Pada pemerintahan Presiden Prabowo Subianto, komitmen terhadap pengesahan RUU tersebut kembali ditegaskan sebagai bagian dari upaya memperkuat pemberantasan korupsi dan mempercepat pemulihan kerugian keuangan negara. Pemerintah juga menyatakan siap membahas draf final yang disusun DPR setelah proses penyempurnaan substansi di Komisi III selesai.
Salah satu materi yang menjadi perhatian dalam pembahasan adalah pengaturan mekanisme non-conviction based asset forfeiture, yakni perampasan aset dalam kondisi tertentu tanpa harus menunggu putusan pidana berkekuatan hukum tetap terhadap pelaku. Pengaturan ini masih terus dikaji agar selaras dengan Kitab Undang-Undang Hukum Acara Pidana (KUHAP) yang baru, tetap menghormati hak asasi manusia, serta memberikan kepastian hukum bagi seluruh pihak.

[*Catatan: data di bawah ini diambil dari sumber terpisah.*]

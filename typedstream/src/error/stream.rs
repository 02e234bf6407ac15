/*!
 Errors that can happen when tokenizing the `typedstream` byte format.
*/

use std::fmt::{Display, Formatter, Result};

use crate::stream::events::ReferenceKind;

/// Errors that can happen when tokenizing the `typedstream` byte format
#[derive(Debug, Clone, PartialEq, Eq)]
pub enum StreamError {
    /// The signature string in the header is not one of the two known variants
    InvalidSignature(Vec<u8>),
    /// The streamer version in the header is not the one this crate supports
    UnsupportedStreamerVersion(u8),
    /// The byte source ran out in the middle of a value
    Truncated { offset: usize, needed: usize },
    /// A head byte that cannot be interpreted the way the current context requires
    MalformedHead { head: u8, offset: usize },
    /// A reference to an ID that has not been assigned yet in its namespace
    UnknownReference { kind: ReferenceKind, number: u64 },
    /// A type encoding string that violates the encoding grammar
    BadTypeEncoding { encoding: Vec<u8>, offset: usize },
    /// A decoded integer does not fit the range of its declared type encoding
    ValueOutOfRange { encoding: char, value: i64 },
    /// A type encoding the stream reader declines to produce values for
    UnsupportedType(String),
}

impl Display for StreamError {
    fn fmt(&self, fmt: &mut Formatter<'_>) -> Result {
        match self {
            StreamError::InvalidSignature(signature) => {
                write!(
                    fmt,
                    "Invalid typedstream signature: {:?}",
                    String::from_utf8_lossy(signature)
                )
            }
            StreamError::UnsupportedStreamerVersion(version) => match version {
                3 => write!(fmt, "Old NeXTSTEP streamer version (3) is not supported"),
                other => write!(fmt, "Unsupported streamer version: {other}"),
            },
            StreamError::Truncated { offset, needed } => {
                write!(
                    fmt,
                    "Unexpected end of stream at offset {offset:#x}: needed {needed} more bytes"
                )
            }
            StreamError::MalformedHead { head, offset } => {
                write!(
                    fmt,
                    "Head byte {head:#04x} at offset {offset:#x} is not valid in this context"
                )
            }
            StreamError::UnknownReference { kind, number } => {
                write!(fmt, "Reference to unknown {kind} #{number}")
            }
            StreamError::BadTypeEncoding { encoding, offset } => {
                write!(
                    fmt,
                    "Malformed type encoding {:?} at offset {offset}",
                    String::from_utf8_lossy(encoding)
                )
            }
            StreamError::ValueOutOfRange { encoding, value } => {
                write!(fmt, "Value {value} does not fit type encoding '{encoding}'")
            }
            StreamError::UnsupportedType(encoding) => {
                write!(fmt, "Cannot decode values of type encoding {encoding:?}")
            }
        }
    }
}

Apabila disahkan, RUU Perampasan Aset diharapkan menjadi instrumen hukum yang memperkuat upaya pemulihan aset hasil tindak pidana, mempercepat pengembalian kerugian negara, serta melengkapi sistem pemberantasan korupsi, tindak pidana pencucian uang, narkotika, perdagangan orang, dan kejahatan terorganisasi lainnya. DPR menegaskan, seluruh proses pembahasan akan dilakukan secara terbuka, akuntabel, dan mengedepankan keseimbangan antara efektivitas penegakan hukum dengan perlindungan hak-hak warga negara.